The cyclic process includes three distinct stages: AC (isochoric process), BC (isobaric process), and AB (defined by \( PV^3 = RT \)).
Step 1: Isochoric process (AC) In an isochoric process, the volume remains constant, so no work is done: \[ W_{\text{AC}} = 0. \]
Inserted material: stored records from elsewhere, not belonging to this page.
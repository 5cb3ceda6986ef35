use std::fs::File;
use std::io::Read;
use std::path::Path;

use serde::{Deserialize, Serialize};

use crate::error::{AppError, Result};

// ============================================================================
// Table Model
// ============================================================================

#[derive(Debug, Clone, Copy, PartialEq, Eq, Serialize, Deserialize)]
#[serde(rename_all = "snake_case")]
pub enum ColumnKind {
    Number,
    Date,
    Text,
}

#[derive(Debug, Clone, Serialize, Deserialize)]
pub struct Column {
    pub name: String,
    pub kind: ColumnKind,
}

/// An in-memory tabular dataset. Owned by a single analysis call, never cached.
#[derive(Debug, Clone, Serialize, Deserialize)]
pub struct Table {
    pub columns: Vec<Column>,
    pub rows: Vec<Vec<String>>,
}

impl Table {
    fn from_records(headers: Vec<String>, mut rows: Vec<Vec<String>>) -> Self {
        let width = headers.len();
        for row in &mut rows {
            row.resize(width, String::new());
        }

        let columns = headers
            .into_iter()
            .enumerate()
            .map(|(i, name)| Column {
                kind: infer_kind(rows.iter().map(|r| r[i].as_str())),
                name,
            })
            .collect();

        Self { columns, rows }
    }

    pub fn column_names(&self) -> Vec<&str> {
        self.columns.iter().map(|c| c.name.as_str()).collect()
    }

    pub fn row_count(&self) -> usize {
        self.rows.len()
    }

    /// Up to `n` leading rows, used when describing the table to the chart service.
    pub fn sample(&self, n: usize) -> &[Vec<String>] {
        &self.rows[..self.rows.len().min(n)]
    }
}

const KIND_SAMPLE_LIMIT: usize = 50;

fn infer_kind<'a>(values: impl Iterator<Item = &'a str>) -> ColumnKind {
    let mut seen = 0usize;
    let mut all_numbers = true;
    let mut all_dates = true;

    for value in values {
        let value = value.trim();
        if value.is_empty() {
            continue;
        }
        seen += 1;
        if !parses_as_number(value) {
            all_numbers = false;
        }
        if !parses_as_date(value) {
            all_dates = false;
        }
        if (!all_numbers && !all_dates) || seen >= KIND_SAMPLE_LIMIT {
            break;
        }
    }

    if seen == 0 {
        ColumnKind::Text
    } else if all_numbers {
        ColumnKind::Number
    } else if all_dates {
        ColumnKind::Date
    } else {
        ColumnKind::Text
    }
}

fn parses_as_number(value: &str) -> bool {
    let cleaned: String = value
        .chars()
        .filter(|c| !matches!(c, ',' | '$' | '%' | ' '))
        .collect();
    !cleaned.is_empty() && cleaned.parse::<f64>().is_ok()
}

const DATE_FORMATS: &[&str] = &["%Y-%m-%d", "%m/%d/%Y", "%d.%m.%Y", "%m/%d/%y"];

fn parses_as_date(value: &str) -> bool {
    DATE_FORMATS
        .iter()
        .any(|f| chrono::NaiveDate::parse_from_str(value, f).is_ok())
}

// ============================================================================
// Loading
// ============================================================================

/// Reads a tabular file into memory. Reloaded on every call, no caching.
pub fn load_table(path: &Path) -> Result<Table> {
    if !path.is_file() {
        return Err(AppError::data_load(format!(
            "input file not found: {}",
            path.display()
        )));
    }

    let ext = path
        .extension()
        .and_then(|e| e.to_str())
        .map(|e| e.to_ascii_lowercase())
        .unwrap_or_default();

    match ext.as_str() {
        "csv" => load_csv(path),
        "xlsx" => load_xlsx(path),
        other => Err(AppError::data_load(format!(
            "unsupported tabular format '.{}' for {}",
            other,
            path.display()
        ))),
    }
}

fn load_csv(path: &Path) -> Result<Table> {
    let raw = std::fs::read_to_string(path)
        .map_err(|e| AppError::data_load(format!("cannot read {}: {}", path.display(), e)))?;

    // Strip UTF-8 BOM if present
    let text = raw.trim_start_matches('\u{FEFF}');

    let mut reader = csv::ReaderBuilder::new()
        .has_headers(true)
        .flexible(true)
        .from_reader(text.as_bytes());

    let headers: Vec<String> = reader
        .headers()
        .map_err(|e| AppError::data_load(format!("cannot read CSV headers: {}", e)))?
        .iter()
        .map(|h| h.trim().to_string())
        .collect();

    if headers.is_empty() {
        return Err(AppError::data_load(format!(
            "{} has no header row",
            path.display()
        )));
    }

    let mut rows = Vec::new();
    for record in reader.records() {
        let record =
            record.map_err(|e| AppError::data_load(format!("malformed CSV record: {}", e)))?;
        rows.push(record.iter().map(|v| v.trim().to_string()).collect());
    }

    Ok(Table::from_records(headers, rows))
}

fn load_xlsx(path: &Path) -> Result<Table> {
    let file = File::open(path)
        .map_err(|e| AppError::data_load(format!("cannot open {}: {}", path.display(), e)))?;
    let mut archive = zip::ZipArchive::new(file)
        .map_err(|e| AppError::data_load(format!("{} is not a valid xlsx: {}", path.display(), e)))?;

    let shared = match read_zip_entry(&mut archive, "xl/sharedStrings.xml") {
        Some(xml) => parse_shared_strings(&xml),
        None => Vec::new(),
    };

    let sheet = read_zip_entry(&mut archive, "xl/worksheets/sheet1.xml").ok_or_else(|| {
        AppError::data_load(format!("{} contains no worksheet", path.display()))
    })?;

    let mut grid = parse_worksheet(&sheet, &shared);
    if grid.is_empty() {
        return Err(AppError::data_load(format!(
            "{} worksheet is empty",
            path.display()
        )));
    }

    let headers = grid.remove(0);
    if headers.iter().all(|h| h.is_empty()) {
        return Err(AppError::data_load(format!(
            "{} has no header row",
            path.display()
        )));
    }

    Ok(Table::from_records(headers, grid))
}

fn read_zip_entry(archive: &mut zip::ZipArchive<File>, name: &str) -> Option<String> {
    let mut entry = archive.by_name(name).ok()?;
    let mut content = String::new();
    entry.read_to_string(&mut content).ok()?;
    Some(content)
}

// ============================================================================
// Minimal OOXML parsing
// ============================================================================

fn decode_xml_entities(text: &str) -> String {
    text.replace("&lt;", "<")
        .replace("&gt;", ">")
        .replace("&quot;", "\"")
        .replace("&apos;", "'")
        .replace("&amp;", "&")
}

/// Shared strings, one entry per `<si>`. Rich-text runs are concatenated.
fn parse_shared_strings(xml: &str) -> Vec<String> {
    let mut strings = Vec::new();
    for item in split_elements(xml, "si") {
        let mut text = String::new();
        for run in split_elements(&item, "t") {
            text.push_str(&decode_xml_entities(&run));
        }
        strings.push(text);
    }
    strings
}

fn parse_worksheet(xml: &str, shared: &[String]) -> Vec<Vec<String>> {
    let mut rows = Vec::new();
    for row_xml in split_elements(xml, "row") {
        let mut row: Vec<String> = Vec::new();
        for (attrs, body) in split_elements_with_attrs(&row_xml, "c") {
            let col = attr_value(&attrs, "r")
                .and_then(|r| column_index(&r))
                .unwrap_or(row.len());
            if row.len() <= col {
                row.resize(col + 1, String::new());
            }

            let cell_type = attr_value(&attrs, "t").unwrap_or_default();
            let value = match cell_type.as_str() {
                // Shared-string reference
                "s" => inner_element(&body, "v")
                    .and_then(|v| v.trim().parse::<usize>().ok())
                    .and_then(|i| shared.get(i).cloned())
                    .unwrap_or_default(),
                // Inline string
                "inlineStr" => split_elements(&body, "t")
                    .into_iter()
                    .map(|t| decode_xml_entities(&t))
                    .collect(),
                _ => inner_element(&body, "v")
                    .map(|v| decode_xml_entities(v.trim()))
                    .unwrap_or_default(),
            };
            row[col] = value;
        }
        rows.push(row);
    }
    rows
}

/// The inner text of every `<tag ...>...</tag>` occurrence, in document order.
/// Self-closing occurrences contribute an empty string.
fn split_elements(xml: &str, tag: &str) -> Vec<String> {
    split_elements_with_attrs(xml, tag)
        .into_iter()
        .map(|(_, body)| body)
        .collect()
}

fn split_elements_with_attrs(xml: &str, tag: &str) -> Vec<(String, String)> {
    let open = format!("<{}", tag);
    let close = format!("</{}>", tag);
    let mut out = Vec::new();
    let mut rest = xml;

    while let Some(start) = rest.find(&open) {
        let after = &rest[start + open.len()..];
        // Must be a full tag name match, not a prefix of a longer tag
        if !after.starts_with(|c: char| c == ' ' || c == '>' || c == '/') {
            rest = &rest[start + open.len()..];
            continue;
        }
        let Some(tag_end) = after.find('>') else { break };
        let attrs = after[..tag_end].trim_end_matches('/').trim().to_string();

        if after[..tag_end].ends_with('/') {
            out.push((attrs, String::new()));
            rest = &after[tag_end + 1..];
            continue;
        }

        let body_start = &after[tag_end + 1..];
        let Some(end) = body_start.find(&close) else {
            break;
        };
        out.push((attrs, body_start[..end].to_string()));
        rest = &body_start[end + close.len()..];
    }
    out
}

fn inner_element(xml: &str, tag: &str) -> Option<String> {
    split_elements(xml, tag).into_iter().next()
}

fn attr_value(attrs: &str, name: &str) -> Option<String> {
    let needle = format!("{}=\"", name);
    let start = attrs.find(&needle)? + needle.len();
    let end = attrs[start..].find('"')?;
    Some(attrs[start..start + end].to_string())
}

/// Converts the letter part of a cell reference ("B7" -> 1) to a column index.
fn column_index(cell_ref: &str) -> Option<usize> {
    let letters: String = cell_ref.chars().take_while(|c| c.is_ascii_alphabetic()).collect();
    if letters.is_empty() {
        return None;
    }
    let mut index = 0usize;
    for c in letters.chars() {
        index = index * 26 + (c.to_ascii_uppercase() as usize - 'A' as usize + 1);
    }
    Some(index - 1)
}

// ============================================================================
// Tests
// ============================================================================

#[cfg(test)]
mod tests {
    use super::*;
    use std::io::Write;
    use std::path::PathBuf;

    fn temp_path(ext: &str) -> PathBuf {
        std::env::temp_dir().join(format!("insight_agent_{}.{}", uuid::Uuid::now_v7(), ext))
    }

    fn write_csv(content: &str) -> PathBuf {
        let path = temp_path("csv");
        std::fs::write(&path, content).unwrap();
        path
    }

    #[test]
    fn test_load_csv() {
        let path = write_csv("Country,Product,Profit\nGermany,Carreterra,576.0\nFrance,Velo,120.5\n");
        let table = load_table(&path).unwrap();
        std::fs::remove_file(&path).ok();

        assert_eq!(table.column_names(), vec!["Country", "Product", "Profit"]);
        assert_eq!(table.row_count(), 2);
        assert_eq!(table.columns[2].kind, ColumnKind::Number);
        assert_eq!(table.columns[0].kind, ColumnKind::Text);
        assert_eq!(table.rows[0][1], "Carreterra");
    }

    #[test]
    fn test_load_csv_with_bom_and_ragged_rows() {
        let path = write_csv("\u{FEFF}A,B,C\n1,2\n4,5,6,7\n");
        let table = load_table(&path).unwrap();
        std::fs::remove_file(&path).ok();

        assert_eq!(table.column_names(), vec!["A", "B", "C"]);
        assert_eq!(table.rows[0], vec!["1", "2", ""]);
    }

    #[test]
    fn test_date_column_inference() {
        let path = write_csv("When,What\n2024-01-01,x\n2024-02-15,y\n");
        let table = load_table(&path).unwrap();
        std::fs::remove_file(&path).ok();

        assert_eq!(table.columns[0].kind, ColumnKind::Date);
    }

    #[test]
    fn test_missing_file() {
        let err = load_table(Path::new("/nonexistent/data.csv")).unwrap_err();
        assert_eq!(err.code, crate::error::ErrorCode::DataLoadError);
    }

    #[test]
    fn test_unsupported_format() {
        let path = temp_path("parquet");
        std::fs::write(&path, b"whatever").unwrap();
        let err = load_table(&path).unwrap_err();
        std::fs::remove_file(&path).ok();

        assert_eq!(err.code, crate::error::ErrorCode::DataLoadError);
        assert!(err.message.contains("unsupported"));
    }

    fn write_test_xlsx() -> PathBuf {
        let path = temp_path("xlsx");
        let file = std::fs::File::create(&path).unwrap();
        let mut writer = zip::ZipWriter::new(file);
        let options: zip::write::SimpleFileOptions = Default::default();

        writer.start_file("xl/sharedStrings.xml", options).unwrap();
        writer
            .write_all(
                br#"<?xml version="1.0"?><sst><si><t>Country</t></si><si><t>Profit</t></si><si><t>Germany</t></si><si><t>France &amp; Co</t></si></sst>"#,
            )
            .unwrap();

        writer.start_file("xl/worksheets/sheet1.xml", options).unwrap();
        writer
            .write_all(
                br#"<?xml version="1.0"?><worksheet><sheetData><row r="1"><c r="A1" t="s"><v>0</v></c><c r="B1" t="s"><v>1</v></c></row><row r="2"><c r="A2" t="s"><v>2</v></c><c r="B2"><v>576</v></c></row><row r="3"><c r="A3" t="s"><v>3</v></c><c r="B3"><v>120.5</v></c></row></sheetData></worksheet>"#,
            )
            .unwrap();
        writer.finish().unwrap();
        path
    }

    #[test]
    fn test_load_xlsx() {
        let path = write_test_xlsx();
        let table = load_table(&path).unwrap();
        std::fs::remove_file(&path).ok();

        assert_eq!(table.column_names(), vec!["Country", "Profit"]);
        assert_eq!(table.row_count(), 2);
        assert_eq!(table.rows[0], vec!["Germany", "576"]);
        assert_eq!(table.rows[1][0], "France & Co");
        assert_eq!(table.columns[1].kind, ColumnKind::Number);
    }

    #[test]
    fn test_corrupt_xlsx() {
        let path = temp_path("xlsx");
        std::fs::write(&path, b"not a zip archive").unwrap();
        let err = load_table(&path).unwrap_err();
        std::fs::remove_file(&path).ok();

        assert_eq!(err.code, crate::error::ErrorCode::DataLoadError);
    }

    #[test]
    fn test_column_index() {
        assert_eq!(column_index("A1"), Some(0));
        assert_eq!(column_index("B7"), Some(1));
        assert_eq!(column_index("AA3"), Some(26));
        assert_eq!(column_index("12"), None);
    }
}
Step 2: Isobaric process (BC) The work done in an isobaric process is calculated using: \[ W_{\text{BC}} = P \Delta V = 10 (2 - 4) = -20 \, \text{J}. \] Step 3: Process AB (\( PV^3 = RT \)) The work done in this process is: \[ W_{\text{AB}} = \int P \, dV = \int_{V_1}^{V_2} \frac{RT}{V^3} \, dV. \] Substitute \( V_1 = 2 \, \text{m}^3 \) and \( V_2 = 4 \, \text{m}^3 \): \[ W_{\text{AB}} = RT \int_2^4 V^{-3} \, dV = -\frac{RT}{2} \left[ \frac{1}{V^2} \right]_2^4. \] Simplify the expression: \[ W_{\text{AB}} = -\frac{RT}{2} \left( \frac{1}{4^2} - \frac{1}{2^2} \right) = -\frac{RT}{2} \left( \frac{1}{16} - \frac{1}{4} \right). \] \[ W_{\text{AB}} = -\frac{RT}{2} \left( \frac{1 - 4}{16} \right) = \frac{RT}{2} \cdot \frac{3}{16}. \] Substitute \( R = 8 \, \text{J/molK} \) and \( T = 27^\circ \text{C} = 300 \, \text{K} \): \[ W_{\text{AB}} = \frac{8 \cdot 300}{2} \cdot \frac{3}{16} = 225 \, \text{J}. \] Net Work Done: The total work done is the sum of work from all segments of the process: \[ W_{\text{net}} = W_{\text{AC}} + W_{\text{BC}} + W_{\text{AB}} = 0 - 20 + 225 = 205 \, \text{J}. \] Final Answer: \[ \boxed{205 \, \text{J}} \]